**Given records**
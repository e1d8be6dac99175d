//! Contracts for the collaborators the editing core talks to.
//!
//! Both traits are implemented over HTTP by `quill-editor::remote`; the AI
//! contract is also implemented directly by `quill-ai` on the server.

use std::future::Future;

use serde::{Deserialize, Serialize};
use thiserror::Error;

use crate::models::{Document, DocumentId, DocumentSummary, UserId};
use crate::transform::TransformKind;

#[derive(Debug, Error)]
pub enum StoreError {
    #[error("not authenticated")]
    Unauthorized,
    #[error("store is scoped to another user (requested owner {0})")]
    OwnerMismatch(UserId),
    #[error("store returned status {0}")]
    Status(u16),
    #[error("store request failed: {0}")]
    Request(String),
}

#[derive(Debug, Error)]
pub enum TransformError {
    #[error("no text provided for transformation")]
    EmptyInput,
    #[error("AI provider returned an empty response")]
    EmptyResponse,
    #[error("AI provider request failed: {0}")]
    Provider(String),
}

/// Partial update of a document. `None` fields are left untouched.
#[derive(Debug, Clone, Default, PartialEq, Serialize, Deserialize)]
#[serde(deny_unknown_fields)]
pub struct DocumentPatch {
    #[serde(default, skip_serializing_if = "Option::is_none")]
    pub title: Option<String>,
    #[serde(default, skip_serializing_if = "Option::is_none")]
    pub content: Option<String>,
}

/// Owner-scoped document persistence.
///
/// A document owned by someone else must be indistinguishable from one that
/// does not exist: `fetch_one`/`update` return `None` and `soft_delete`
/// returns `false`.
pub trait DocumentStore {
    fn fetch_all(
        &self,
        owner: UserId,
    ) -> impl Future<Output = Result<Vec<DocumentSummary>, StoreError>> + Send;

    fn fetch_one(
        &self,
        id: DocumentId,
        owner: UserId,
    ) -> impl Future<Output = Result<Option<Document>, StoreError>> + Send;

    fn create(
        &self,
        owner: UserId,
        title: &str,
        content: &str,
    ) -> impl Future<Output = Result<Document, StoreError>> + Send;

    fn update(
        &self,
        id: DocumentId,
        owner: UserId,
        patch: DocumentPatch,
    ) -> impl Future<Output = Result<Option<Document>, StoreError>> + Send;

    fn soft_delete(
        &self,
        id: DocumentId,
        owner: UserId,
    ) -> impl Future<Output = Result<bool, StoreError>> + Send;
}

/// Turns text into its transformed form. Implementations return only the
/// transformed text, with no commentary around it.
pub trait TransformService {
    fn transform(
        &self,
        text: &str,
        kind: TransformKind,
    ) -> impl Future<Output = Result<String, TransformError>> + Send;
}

**Work instruction**
Above are records; count the lines among them that include the word "StoreError", and give only the number.

**Expected answer**
6